Régis Thévenet : "On nous demande de retravailler mais c’est le Gouvernement lui-même qui enraye la machine"
Comme les autres corps de métier, les architectes sont touchés de plein fouet par la crise sanitaire. Le président du Conseil régional de l’ordre des architectes (Croa) Régis Thévenet revient pour Picardie La Gazette sur les principales inquiétudes et attentes de la profession.
Picardie La Gazette : Comment la profession a réagi à l’annonce du confinement ?
Régis Thévenet : Plutôt bien et vite à mon sens. Les architectes sont pour la plupart habitués à travailler en divers lieux et à distance. En quelques jours, la majorité des agences étaient actives en télétravail, avec des réunions en visioconférence, etc. Le problème aujourd’hui, c’est que nous avons beaucoup de mal à comprendre les directives du Gouvernement : on nous dit de rester confinés, mais il ne faut pas arrêter les chantiers… Non seulement on nous donne le feu vert pour retravailler, mais on nous y pousse.
“Même si l’on nous enjoint de continuer pour ne pas gripper la machine économique, de fait elle est au point mort”
C’est-à-dire ?
Nous n’avons en tant que libéraux pas droit au chômage partiel, tout du moins dans la première mouture, la Direccte refuse systématiquement les dossiers des libéraux. Nous devons donc continuer de travailler, c’est possible pour tout ce qui est conception, dessin… des tâches pour lesquelles les interactions ne sont pas nécessaires. Ce qui bloque, c’est que nous ne pouvons plus rencontrer nos maîtres d’ouvrage, nos clients concrètement, ils ne peuvent donc pas valider nos phases, et nous ne pouvons pas les facturer. Il faudrait une validation numérisée.

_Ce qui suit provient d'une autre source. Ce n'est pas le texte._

//! Главный исполняемый файл objspec-tok

use clap::Parser;
use objspec_tokenizer::cli::Cli;
use std::process::ExitCode;

fn main() -> ExitCode {
    let cli = Cli::parse();

    let config = match cli.load_config() {
        Ok(config) => config,
        Err(e) => {
            eprintln!("objspec-tok: {}", e);
            return ExitCode::from(2);
        }
    };

    cli.logger_builder(&config).init();

    log::debug!("Конфигурация: {:?}", config);

    match cli.execute(&config) {
        Ok(()) => ExitCode::SUCCESS,
        Err(e) => {
            log::error!("Токенизация прервана: {}", e);
            eprintln!("objspec-tok: {}", e);
            ExitCode::FAILURE
        }
    }
}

Aujourd’hui, quasiment toute la population française est à l’arrêt, même si l’on nous enjoint de continuer pour ne pas gripper la machine économique, de fait elle est au point mort, il ne se passe plus rien sur les chantiers actuellement. Peu de chefs d’entreprise vont vouloir endosser cette responsabilité de retravailler, et les salariés n’ont pas non plus envie de se mettre en danger, ce qui est totalement légitime.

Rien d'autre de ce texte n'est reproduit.